Journal of Islamic Business and Management
Are Islamic Banks Really Different from Conventional Banks? An Investigation using Classification Techniques
Abdul Rashid, Mamoona Riaz, Atiq-uz-Zaffar
Published Online: June 2018
This paper contributes to the empirical literature on Islamic ﬁnance by doing comparison of Islamic and conventional banks in Pakistan over the period 2005-2014. We apply both non-parametric and parametric classiﬁcation methods (neural network, linear discriminant analysis, and logistic regression) to investigate whether ﬁnancial ratios can be used to distinguish between Islamic and conventional banks. Univariate analysis reveals that Islamic banks are less proﬁtable, better capitalized, more liquid, and have low level of credit risk as compared to their conventional counterparts. We also ﬁnd that Islamic banks have more operating leverage in comparison to conventional banks.
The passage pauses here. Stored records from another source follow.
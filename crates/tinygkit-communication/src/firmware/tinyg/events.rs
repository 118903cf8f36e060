//! Notification types produced by the TinyG controller
//!
//! Every call to `ingest` yields an ordered list of notifications: the raw
//! line first, at most one region change, and the footer tick last.

use serde::{Deserialize, Serialize};
use serde_json::{Map, Value};
use std::collections::BTreeMap;
use std::fmt;

use super::response_parser::QueueReport;
use super::settings::Overrides;
use super::state::{Footer, StatusReport};

/// Notification kind, named after the wire key it tracks
#[derive(Debug, Clone, Copy, PartialEq, Eq, Hash, Serialize, Deserialize)]
pub enum ReportKind {
    /// Raw line, before any parsing
    Raw,
    /// Motor timeout (`mt`)
    MotorTimeout,
    /// Power management (`pwr`)
    PowerManagement,
    /// Queue report (`qr`)
    QueueReport,
    /// Status report (`sr`)
    StatusReport,
    /// System settings (`sys`)
    SystemSettings,
    /// Overrides (`ov`)
    Overrides,
    /// Receive echo (`r`)
    ReceiveEcho,
    /// Footer (`f`)
    Footer,
}

impl ReportKind {
    /// Wire name of this kind
    pub fn as_str(&self) -> &'static str {
        match self {
            Self::Raw => "raw",
            Self::MotorTimeout => "mt",
            Self::PowerManagement => "pwr",
            Self::QueueReport => "qr",
            Self::StatusReport => "sr",
            Self::SystemSettings => "sys",
            Self::Overrides => "ov",
            Self::ReceiveEcho => "r",
            Self::Footer => "f",
        }
    }
}

impl fmt::Display for ReportKind {
    fn fmt(&self, f: &mut fmt::Formatter<'_>) -> fmt::Result {
        write!(f, "{}", self.as_str())
    }
}

/// A notification emitted while ingesting a line
#[derive(Debug, Clone, PartialEq, Serialize)]
pub enum Notification {
    /// The verbatim line, emitted for every non-empty line
    Raw(String),
    /// Motor timeout changed
    MotorTimeout(f64),
    /// Power management state changed
    PowerManagement(BTreeMap<String, f64>),
    /// Queue report changed
    QueueReport(QueueReport),
    /// Status report changed; carries the merged status
    StatusReport(Box<StatusReport>),
    /// Settings changed through a `sys` report; carries the accepted keys
    SystemSettings(Map<String, Value>),
    /// Override factors changed
    Overrides(Overrides),
    /// Settings changed through a receive echo; carries the accepted keys
    ReceiveEcho(Map<String, Value>),
    /// Footer received
    Footer(Footer),
}

impl Notification {
    /// Kind of this notification
    pub fn kind(&self) -> ReportKind {
        match self {
            Self::Raw(_) => ReportKind::Raw,
            Self::MotorTimeout(_) => ReportKind::MotorTimeout,
            Self::PowerManagement(_) => ReportKind::PowerManagement,
            Self::QueueReport(_) => ReportKind::QueueReport,
            Self::StatusReport(_) => ReportKind::StatusReport,
            Self::SystemSettings(_) => ReportKind::SystemSettings,
            Self::Overrides(_) => ReportKind::Overrides,
            Self::ReceiveEcho(_) => ReportKind::ReceiveEcho,
            Self::Footer(_) => ReportKind::Footer,
        }
    }

    /// Check if this notification reports a state region change
    pub fn is_state_change(&self) -> bool {
        !matches!(self, Self::Raw(_) | Self::Footer(_))
    }

    /// Payload as JSON, for logging collaborators
    pub fn payload(&self) -> Value {
        let payload = match self {
            Self::Raw(line) => serde_json::to_value(line),
            Self::MotorTimeout(mt) => serde_json::to_value(mt),
            Self::PowerManagement(pwr) => serde_json::to_value(pwr),
            Self::QueueReport(qr) => serde_json::to_value(qr),
            Self::StatusReport(sr) => serde_json::to_value(sr),
            Self::SystemSettings(values) | Self::ReceiveEcho(values) => {
                Ok(Value::Object(values.clone()))
            }
            Self::Overrides(ov) => serde_json::to_value(ov),
            Self::Footer(f) => serde_json::to_value(f),
        };
        payload.unwrap_or(Value::Null)
    }
}

impl fmt::Display for Notification {
    fn fmt(&self, f: &mut fmt::Formatter<'_>) -> fmt::Result {
        write!(f, "{} {}", self.kind(), self.payload())
    }
}

/// Notification filter for subscribers
#[derive(Debug, Clone, Default, PartialEq, Eq)]
pub enum NotificationFilter {
    /// Receive all notifications.
    #[default]
    All,
    /// Receive notifications of any of these kinds.
    Kinds(Vec<ReportKind>),
}

impl NotificationFilter {
    /// Check if a notification matches this filter
    pub fn matches(&self, notification: &Notification) -> bool {
        match self {
            Self::All => true,
            Self::Kinds(kinds) => kinds.contains(&notification.kind()),
        }
    }
}
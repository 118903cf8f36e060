//! Configuration management for TinyGKit
//!
//! Provides configuration file handling and validation.
//! Supports JSON and TOML file formats.
//!
//! Configuration is organized into logical sections:
//! - Tracker settings (footer policy, notification fan-out)
//! - Logging settings (level, output format)

use serde::{Deserialize, Serialize};
use std::path::{Path, PathBuf};
use tinygkit_core::FooterPolicy;

use crate::error::{ConfigError, SettingsError, SettingsResult};

/// Log levels accepted by [`LoggingSettings::level`]
pub const LOG_LEVELS: [&str; 5] = ["error", "warn", "info", "debug", "trace"];

/// Machine-state tracker settings
#[derive(Debug, Clone, Serialize, Deserialize, PartialEq, Eq)]
#[serde(default)]
pub struct TrackerSettings {
    /// When footer notifications are emitted
    pub footer_policy: FooterPolicy,
    /// Capacity of the notification channels (replay logger, dispatcher)
    pub notification_capacity: usize,
}

impl Default for TrackerSettings {
    fn default() -> Self {
        Self {
            footer_policy: FooterPolicy::EveryFrame,
            notification_capacity: 100,
        }
    }
}

/// Logging settings
#[derive(Debug, Clone, Serialize, Deserialize, PartialEq, Eq)]
#[serde(default)]
pub struct LoggingSettings {
    /// Default filter level, overridden by `RUST_LOG`
    pub level: String,
    /// Emit JSON lines instead of human-readable output
    pub json: bool,
}

impl Default for LoggingSettings {
    fn default() -> Self {
        Self {
            level: "info".to_string(),
            json: false,
        }
    }
}

/// Complete application configuration
///
/// Aggregates all settings sections and provides file I/O operations.
#[derive(Debug, Clone, Serialize, Deserialize, Default, PartialEq, Eq)]
#[serde(default)]
pub struct Config {
    /// Tracker settings
    pub tracker: TrackerSettings,
    /// Logging settings
    pub logging: LoggingSettings,
}

enum Format {
    Json,
    Toml,
}

impl Format {
    fn of(path: &Path) -> SettingsResult<Self> {
        match path.extension().and_then(|ext| ext.to_str()) {
            Some("json") => Ok(Format::Json),
            Some("toml") => Ok(Format::Toml),
            other => Err(ConfigError::UnsupportedFormat(other.unwrap_or_default().to_string()).into()),
        }
    }
}

impl Config {
    /// Create new config with defaults
    pub fn new() -> Self {
        Self::default()
    }

    /// Default config file location: `<config dir>/tinygkit/config.toml`
    pub fn default_config_path() -> SettingsResult<PathBuf> {
        let dir = dirs::config_dir().ok_or_else(|| {
            SettingsError::ConfigDirectory("no configuration directory on this platform".to_string())
        })?;
        Ok(dir.join("tinygkit").join("config.toml"))
    }

    /// Load config from file (JSON or TOML)
    pub fn load_from_file(path: &Path) -> SettingsResult<Self> {
        let format = Format::of(path)?;
        let content = std::fs::read_to_string(path)
            .map_err(|e| SettingsError::LoadError(format!("{}: {}", path.display(), e)))?;

        let config: Self = match format {
            Format::Json => serde_json::from_str(&content)?,
            Format::Toml => toml::from_str(&content)?,
        };

        config.validate()?;
        Ok(config)
    }

    /// Save config to file (JSON or TOML)
    pub fn save_to_file(&self, path: &Path) -> SettingsResult<()> {
        self.validate()?;

        let content = match Format::of(path)? {
            Format::Json => serde_json::to_string_pretty(self)?,
            Format::Toml => toml::to_string_pretty(self)
                .map_err(|e| SettingsError::SaveError(e.to_string()))?,
        };

        if let Some(parent) = path.parent().filter(|p| !p.as_os_str().is_empty()) {
            std::fs::create_dir_all(parent)?;
        }
        std::fs::write(path, content)
            .map_err(|e| SettingsError::SaveError(format!("{}: {}", path.display(), e)))?;

        Ok(())
    }

    /// Validate configuration
    pub fn validate(&self) -> SettingsResult<()> {
        if self.tracker.notification_capacity == 0 {
            return Err(ConfigError::ValueOutOfRange {
                key: "tracker.notification_capacity".to_string(),
                value: "0".to_string(),
            }
            .into());
        }

        if !LOG_LEVELS.contains(&self.logging.level.to_ascii_lowercase().as_str()) {
            return Err(ConfigError::ValueOutOfRange {
                key: "logging.level".to_string(),
                value: self.logging.level.clone(),
            }
            .into());
        }

        Ok(())
    }
}

#[cfg(test)]
mod tests {
    use super::*;

    #[test]
    fn test_defaults_are_valid() {
        let config = Config::new();
        assert!(config.validate().is_ok());
        assert_eq!(config.tracker.footer_policy, FooterPolicy::EveryFrame);
        assert_eq!(config.logging.level, "info");
    }

    #[test]
    fn test_zero_capacity_rejected() {
        let mut config = Config::new();
        config.tracker.notification_capacity = 0;
        assert!(matches!(
            config.validate(),
            Err(SettingsError::Config(ConfigError::ValueOutOfRange { .. }))
        ));
    }

    #[test]
    fn test_unknown_level_rejected() {
        let mut config = Config::new();
        config.logging.level = "verbose".to_string();
        assert!(config.validate().is_err());

        config.logging.level = "DEBUG".to_string();
        assert!(config.validate().is_ok());
    }

    #[test]
    fn test_partial_toml_uses_defaults() {
        let config: Config = toml::from_str("[tracker]\nfooter_policy = \"on_change\"\n").unwrap();
        assert_eq!(config.tracker.footer_policy, FooterPolicy::OnChange);
        assert_eq!(config.tracker.notification_capacity, 100);
        assert!(!config.logging.json);
    }

    #[test]
    fn test_default_path_file_name() {
        if let Ok(path) = Config::default_config_path() {
            assert!(path.ends_with("tinygkit/config.toml"));
        }
    }
}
The results from classiﬁcation techniques show that the two types of banks may be distinguished in terms of insolvency risk, credit risk, eﬃciency, and operating leverage, but not in terms of liquidity and proﬁtability. More interestingly, we ﬁnd that the ﬁnancial crisis has a negative eﬀect on the proﬁtability of both Islamic and conventional banks. Lastly, the results show that the neural model obtained higher classiﬁcation accuracies as compared to other models used in the study.
Islamic Finance, Islamic Banking, Conventional Banking, Classification Techniques, Liquidity, Profitability.